= Winston Silcott =

English man whose conviction for murder was overturned

Winston Silcott (born 1959), a British citizen born to Caribbean (Montserrat) parents, was wrongfully convicted in March 1987, as one of the "Tottenham Three", for the murder of PC Keith Blakelock on the night of 6 October 1985 during the Broadwater Farm riot in north London – despite not having been near the scene. The convictions of all three individuals were quashed on 25 November 1991 after scientific tests suggested the men's confessions had been fabricated.

Silcott received compensation of £17,000 for his wrongful conviction. Two of the investigating police officers were prosecuted for fabricating evidence but were acquitted in 1994. Silcott received a further £50,000 in compensation from the Metropolitan Police in an out-of-court settlement which ended a civil action against the force for malicious prosecution.

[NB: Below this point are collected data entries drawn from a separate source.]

pub mod app;
pub mod config;
pub mod core;
pub mod domain;
pub mod utils;

#[cfg(feature = "cli")]
pub use config::{CliConfig, Command};
pub use config::{OutputFormat, Settings, TomlConfig};

pub use crate::core::clock::{now, system_time, FixedClock, SystemClock};
pub use crate::core::rfc3339::{rfc3339_to_system_time, rfc3339_to_system_time_in_milliseconds};
pub use domain::model::TimePair;
pub use domain::ports::Clock;
pub use utils::error::{ParseFailure, Result, TempoError};
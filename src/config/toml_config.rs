use crate::config::{LOG_LEVELS, OUTPUT_FORMATS};
use crate::core::rfc3339::rfc3339_to_system_time_in_milliseconds;
use crate::utils::error::{Result, TempoError};
use crate::utils::validation::{validate_choice, validate_non_empty_string, Validate};
use regex::Regex;
use serde::{Deserialize, Serialize};
use std::path::Path;

#[derive(Debug, Clone, Default, PartialEq, Eq, Serialize, Deserialize)]
#[serde(default, deny_unknown_fields)]
pub struct TomlConfig {
    pub output: OutputConfig,
    pub logging: LoggingConfig,
    pub clock: ClockConfig,
}

#[derive(Debug, Clone, Default, PartialEq, Eq, Serialize, Deserialize)]
#[serde(deny_unknown_fields)]
pub struct OutputConfig {
    pub format: Option<String>,
}

#[derive(Debug, Clone, Default, PartialEq, Eq, Serialize, Deserialize)]
#[serde(deny_unknown_fields)]
pub struct LoggingConfig {
    pub level: Option<String>,
}

/// Pins `now` to a fixed instant, given either as epoch milliseconds or as
/// an RFC 3339 timestamp. Setting both is rejected.
#[derive(Debug, Clone, Default, PartialEq, Eq, Serialize, Deserialize)]
#[serde(deny_unknown_fields)]
pub struct ClockConfig {
    pub fixed_millis: Option<i64>,
    pub fixed_at: Option<String>,
}

impl TomlConfig {
    pub fn from_file<P: AsRef<Path>>(path: P) -> Result<Self> {
        let content = std::fs::read_to_string(&path)?;
        Self::from_toml_str(&content)
    }

    pub fn from_toml_str(content: &str) -> Result<Self> {
        let processed_content = Self::substitute_env_vars(content)?;
        Ok(toml::from_str(&processed_content)?)
    }

    /// Replaces `${VAR}` with the environment value; unknown variables are
    /// left as written.
    fn substitute_env_vars(content: &str) -> Result<String> {
        let re = Regex::new(r"\$\{([^}]+)\}")?;

        let result = re.replace_all(content, |caps: &regex::Captures| {
            let var_name = &caps[1];
            std::env::var(var_name).unwrap_or_else(|_| format!("${{{}}}", var_name))
        });

        Ok(result.into_owned())
    }

    /// The pinned instant in epoch milliseconds, if any. This is the only
    /// place `clock.fixed_at` is parsed.
    pub fn fixed_millis(&self) -> Result<Option<i64>> {
        if let Some(millis) = self.clock.fixed_millis {
            return Ok(Some(millis));
        }

        match self.clock.fixed_at.as_deref() {
            Some(timestamp) => rfc3339_to_system_time_in_milliseconds(timestamp)
                .map(Some)
                .map_err(|e| TempoError::InvalidConfigValue {
                    field: "clock.fixed_at".to_string(),
                    value: timestamp.to_string(),
                    reason: e.to_string(),
                }),
            None => Ok(None),
        }
    }
}

impl Validate for TomlConfig {
    /// Checks field shapes. `clock.fixed_at` is only checked for presence
    /// here; [`TomlConfig::fixed_millis`] reports an unparsable instant.
    fn validate(&self) -> Result<()> {
        if let Some(format) = self.output.format.as_deref() {
            validate_choice("output.format", format, &OUTPUT_FORMATS)?;
        }

        if let Some(level) = self.logging.level.as_deref() {
            validate_non_empty_string("logging.level", level)?;
            validate_choice("logging.level", level, &LOG_LEVELS)?;
        }

        if self.clock.fixed_millis.is_some() && self.clock.fixed_at.is_some() {
            return Err(TempoError::InvalidConfigValue {
                field: "clock".to_string(),
                value: "fixed_millis, fixed_at".to_string(),
                reason: "set at most one of fixed_millis and fixed_at".to_string(),
            });
        }

        if let Some(timestamp) = self.clock.fixed_at.as_deref() {
            validate_non_empty_string("clock.fixed_at", timestamp)?;
        }

        Ok(())
    }
}

#[cfg(test)]
mod tests {
    use super::*;
    use std::io::Write;
    use tempfile::NamedTempFile;

    #[test]
    fn test_parse_basic_toml_config() {
        let toml_content = r#"
[output]
format = "json"

[logging]
level = "debug"

[clock]
fixed_at = "2024-01-01T00:00:00Z"
"#;

        let config = TomlConfig::from_toml_str(toml_content).unwrap();

        assert_eq!(config.output.format.as_deref(), Some("json"));
        assert_eq!(config.logging.level.as_deref(), Some("debug"));
        assert!(config.validate().is_ok());
        assert_eq!(config.fixed_millis().unwrap(), Some(1_704_067_200_000));
    }

    #[test]
    fn test_empty_config_uses_defaults() {
        let config = TomlConfig::from_toml_str("").unwrap();
        assert_eq!(config, TomlConfig::default());
        assert!(config.validate().is_ok());
        assert_eq!(config.fixed_millis().unwrap(), None);
    }

    #[test]
    fn test_env_var_substitution() {
        std::env::set_var("TEMPO_TEST_FORMAT", "json");

        let toml_content = r#"
[output]
format = "${TEMPO_TEST_FORMAT}"

[logging]
level = "${TEMPO_TEST_UNSET_VARIABLE}"
"#;

        let config = TomlConfig::from_toml_str(toml_content).unwrap();
        assert_eq!(config.output.format.as_deref(), Some("json"));
        assert_eq!(
            config.logging.level.as_deref(),
            Some("${TEMPO_TEST_UNSET_VARIABLE}")
        );
        assert!(config.validate().is_err());
    }

    #[test]
    fn test_validation_rejects_bad_values() {
        let bad_format = TomlConfig::from_toml_str("[output]\nformat = \"yaml\"\n").unwrap();
        assert!(bad_format.validate().is_err());

        let bad_level = TomlConfig::from_toml_str("[logging]\nlevel = \"loud\"\n").unwrap();
        assert!(bad_level.validate().is_err());

        let bad_instant =
            TomlConfig::from_toml_str("[clock]\nfixed_at = \"2024-13-40T99:99:99Z\"\n").unwrap();
        assert!(bad_instant.validate().is_ok());
        match bad_instant.fixed_millis().unwrap_err() {
            TempoError::InvalidConfigValue { field, .. } => assert_eq!(field, "clock.fixed_at"),
            other => panic!("unexpected error: {:?}", other),
        }

        let both = TomlConfig::from_toml_str(
            "[clock]\nfixed_millis = 0\nfixed_at = \"1970-01-01T00:00:00Z\"\n",
        )
        .unwrap();
        assert!(both.validate().is_err());
    }

    #[test]
    fn test_unknown_keys_are_rejected() {
        for content in [
            "[clock]\nfixed_milis = 0\n",
            "[output]\nfromat = \"json\"\n",
            "[logging]\nlvl = \"debug\"\n",
            "[clok]\nfixed_millis = 0\n",
        ] {
            let err = TomlConfig::from_toml_str(content).unwrap_err();
            assert!(matches!(err, TempoError::TomlError(_)), "content: {:?}", content);
        }
    }

    #[test]
    fn test_invalid_toml_is_reported() {
        let err = TomlConfig::from_toml_str("[output\nformat = ").unwrap_err();
        assert!(matches!(err, TempoError::TomlError(_)));
    }

    #[test]
    fn test_from_file() {
        let mut file = NamedTempFile::new().unwrap();
        writeln!(file, "[clock]\nfixed_millis = -1500").unwrap();

        let config = TomlConfig::from_file(file.path()).unwrap();
        assert_eq!(config.fixed_millis().unwrap(), Some(-1_500));
    }

    #[test]
    fn test_from_missing_file() {
        let err = TomlConfig::from_file("/definitely/not/here/tempo.toml").unwrap_err();
        assert!(matches!(err, TempoError::IoError(_)));
    }
}
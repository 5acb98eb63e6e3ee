use tempo_shim::{now, system_time, Clock, FixedClock, SystemClock, TimePair};

#[test]
fn test_system_time_nanoseconds_have_millisecond_resolution() {
    for _ in 0..1_000 {
        let (seconds, nanoseconds) = system_time();
        assert!(seconds >= 0);
        assert!(nanoseconds <= 999_000_000);
        assert_eq!(nanoseconds % 1_000_000, 0);
    }
}

#[test]
fn test_system_time_seconds_do_not_go_backwards() {
    let mut previous = system_time().0;
    for _ in 0..1_000 {
        let (seconds, _) = system_time();
        assert!(seconds >= previous, "{} < {}", seconds, previous);
        previous = seconds;
    }
}

#[test]
fn test_now_agrees_with_system_time() {
    let before = system_time();
    let pair = now();
    let after = system_time();

    assert!(before <= <(i64, u32)>::from(pair));
    assert!(<(i64, u32)>::from(pair) <= after);
}

#[test]
fn test_clocks_are_shareable_trait_objects() {
    let clocks: Vec<Box<dyn Clock>> = vec![
        Box::new(SystemClock::new()),
        Box::new(FixedClock::new(-250)),
    ];

    let system = clocks[0].system_time();
    assert_eq!(system.nanoseconds % 1_000_000, 0);

    assert_eq!(
        clocks[1].system_time(),
        TimePair { seconds: -1, nanoseconds: 750_000_000 }
    );

    let handle = std::thread::spawn(move || clocks[1].now_millis());
    assert_eq!(handle.join().unwrap(), -250);
}
// Domain layer: the time pair model and the clock port. No I/O here.

pub mod model;
pub mod ports;
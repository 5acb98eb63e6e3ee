use crate::domain::model::TimePair;
use crate::domain::ports::Clock;

/// Wall clock backed by the operating system.
#[derive(Debug, Clone, Copy, Default)]
pub struct SystemClock;

impl SystemClock {
    pub fn new() -> Self {
        Self
    }
}

impl Clock for SystemClock {
    fn now_millis(&self) -> i64 {
        chrono::Utc::now().timestamp_millis()
    }
}

/// Clock pinned to a single instant.
#[derive(Debug, Clone, Copy, PartialEq, Eq)]
pub struct FixedClock {
    millis: i64,
}

impl FixedClock {
    pub fn new(millis: i64) -> Self {
        Self { millis }
    }
}

impl Clock for FixedClock {
    fn now_millis(&self) -> i64 {
        self.millis
    }
}

/// Current wall-clock time as `(seconds, nanoseconds)` since the Unix epoch.
///
/// Resolution is one millisecond: the nanosecond half is always a multiple
/// of 1_000_000.
pub fn system_time() -> (i64, u32) {
    SystemClock.system_time().into()
}

/// Same reading as [`system_time`], as a [`TimePair`].
pub fn now() -> TimePair {
    SystemClock.system_time()
}

#[cfg(test)]
mod tests {
    use super::*;

    #[test]
    fn test_system_time_nanos_are_whole_millis() {
        for _ in 0..100 {
            let (_, nanos) = system_time();
            assert!(nanos <= 999_000_000);
            assert_eq!(nanos % 1_000_000, 0);
        }
    }

    #[test]
    fn test_system_time_is_after_2020() {
        let (seconds, _) = system_time();
        assert!(seconds > 1_577_836_800);
    }

    #[test]
    fn test_fixed_clock() {
        let clock = FixedClock::new(1_704_067_200_250);
        assert_eq!(clock.now_millis(), 1_704_067_200_250);
        assert_eq!(
            clock.system_time(),
            TimePair { seconds: 1_704_067_200, nanoseconds: 250_000_000 }
        );
    }
}
pub mod clock;
pub mod rfc3339;

pub use crate::domain::model::TimePair;
pub use crate::domain::ports::Clock;
pub use crate::utils::error::{ParseFailure, Result};
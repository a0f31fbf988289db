//! CRT animation phases
//!
//! The HUD has exactly one piece of mutable state: the phase counters that
//! drive the flicker and glitch overlays. They live in [`AnimationState`], a
//! small `Copy` value that the main loop threads through [`AnimationState::advance`]
//! once per tick instead of keeping process-wide globals.
//!
//! # Example
//!
//! ```rust
//! let mut animation = AnimationState::default();
//! loop {
//!     animation = animation.advance();
//!     let frame = FrameInput { animation, ..frame };
//!     render_frame(&mut surface, &frame)?;
//! }
//! ```

use std::f32::consts::TAU;

/// Per-tick flicker phase increment (radians)
pub const FLICKER_STEP: f32 = 0.1;

/// Per-tick glitch phase increment (radians)
pub const GLITCH_STEP: f32 = 0.05;

/// Scale applied to `|sin|` for the flicker wash
pub const FLICKER_AMPLITUDE: f32 = 0.5;

/// Glitch lines only appear when the glitch sample exceeds this
pub const GLITCH_THRESHOLD: f32 = 0.8;

/// The glitch window recurs every this many milliseconds...
pub const GLITCH_PERIOD_MS: u32 = 3000;

/// ...and stays open for this many
pub const GLITCH_WINDOW_MS: u32 = 50;

#[derive(Debug, Clone, Copy, PartialEq, Default)]
pub struct AnimationState {
    /// Cycles 0..4. Nothing reads it when drawing; scanlines use a fixed stride.
    pub scanline_offset: u8,
    /// Radians in [0, 2π)
    pub flicker_phase: f32,
    /// Radians in [0, 2π)
    pub glitch_phase: f32,
}

impl AnimationState {
    /// Returns the state for the next tick
    pub fn advance(self) -> AnimationState {
        AnimationState {
            scanline_offset: (self.scanline_offset + 1) % 4,
            flicker_phase: (self.flicker_phase + FLICKER_STEP) % TAU,
            glitch_phase: (self.glitch_phase + GLITCH_STEP) % TAU,
        }
    }

    /// Flicker strength in [0, 0.5]
    pub fn flicker_intensity(&self) -> f32 {
        flicker_intensity(self.flicker_phase)
    }

    /// Glitch sample in [0, 1]
    pub fn glitch_intensity(&self) -> f32 {
        self.glitch_phase.sin().abs()
    }

    /// True when the glitch overlay should be drawn on this tick
    pub fn glitch_active(&self, ticks_ms: u32) -> bool {
        in_glitch_window(ticks_ms) && self.glitch_intensity() > GLITCH_THRESHOLD
    }
}

pub fn flicker_intensity(phase: f32) -> f32 {
    phase.sin().abs() * FLICKER_AMPLITUDE
}

/// True for the first 50 ms of every 3 s period
pub fn in_glitch_window(ticks_ms: u32) -> bool {
    ticks_ms % GLITCH_PERIOD_MS < GLITCH_WINDOW_MS
}

#[cfg(test)]
mod tests {
    use super::*;
    use std::f32::consts::FRAC_PI_2;

    #[test]
    fn test_advance_steps_each_counter() {
        let next = AnimationState::default().advance();
        assert_eq!(next.scanline_offset, 1);
        assert!((next.flicker_phase - 0.1).abs() < 1e-6);
        assert!((next.glitch_phase - 0.05).abs() < 1e-6);
    }

    #[test]
    fn test_scanline_offset_wraps_at_four() {
        let mut state = AnimationState::default();
        for _ in 0..4 {
            state = state.advance();
        }
        assert_eq!(state.scanline_offset, 0);
    }

    #[test]
    fn test_phases_stay_below_tau() {
        let mut state = AnimationState::default();
        for _ in 0..1000 {
            state = state.advance();
            assert!(state.flicker_phase >= 0.0 && state.flicker_phase < TAU);
            assert!(state.glitch_phase >= 0.0 && state.glitch_phase < TAU);
        }
    }

    #[test]
    fn test_flicker_intensity_bounds() {
        let mut phase = -10.0_f32;
        while phase < 10.0 {
            let intensity = flicker_intensity(phase);
            assert!((0.0..=0.5).contains(&intensity), "phase {phase} gave {intensity}");
            phase += 0.01;
        }
        assert_eq!(flicker_intensity(0.0), 0.0);
        assert!((flicker_intensity(FRAC_PI_2) - 0.5).abs() < 1e-6);
    }

    #[test]
    fn test_glitch_window() {
        assert!(in_glitch_window(0));
        assert!(in_glitch_window(49));
        assert!(!in_glitch_window(50));
        assert!(!in_glitch_window(2999));
        assert!(in_glitch_window(3000));
        assert!(in_glitch_window(6020));
    }

    #[test]
    fn test_glitch_gate_needs_both_conditions() {
        let hot = AnimationState { glitch_phase: FRAC_PI_2, ..Default::default() };
        let cold = AnimationState { glitch_phase: 0.3, ..Default::default() };

        assert!(hot.glitch_active(3010));
        assert!(!hot.glitch_active(3100));
        assert!(!cold.glitch_active(3010));
        assert!(!cold.glitch_active(3100));
    }
}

Silcott was convicted in 1979 and sent to prison for six months for his part in a nightclub brawl. In 1979 he was tried for and acquitted of murder.

In 1989, the London School of Economics Students' Union elected Silcott as Honorary President, as a protest against miscarriages of justice.

Silcott served 18 years' imprisonment for the murder of boxer and nightclub bouncer Tony Smith, for which he was on bail when Blakelock was killed. Silcott claimed that he killed Smith in self-defence after an altercation in which he feared for his life and felt he had no choice but to attack, but was disbelieved by the jury. He was released from Blantyre House Prison in October 2003. Silcott had also served a six-month prison sentence for assault in a nightclub prior to his conviction for the murder of Smith.

In 2005, the police recruited Silcott to run a youth centre on the Broadwater Farm Estate, in a bid to reduce youth crime in the area.

In 2004, and 2012, there were reports that Silcott had been arrested for alleged retail theft, neither arrest appears to have led to a prosecution.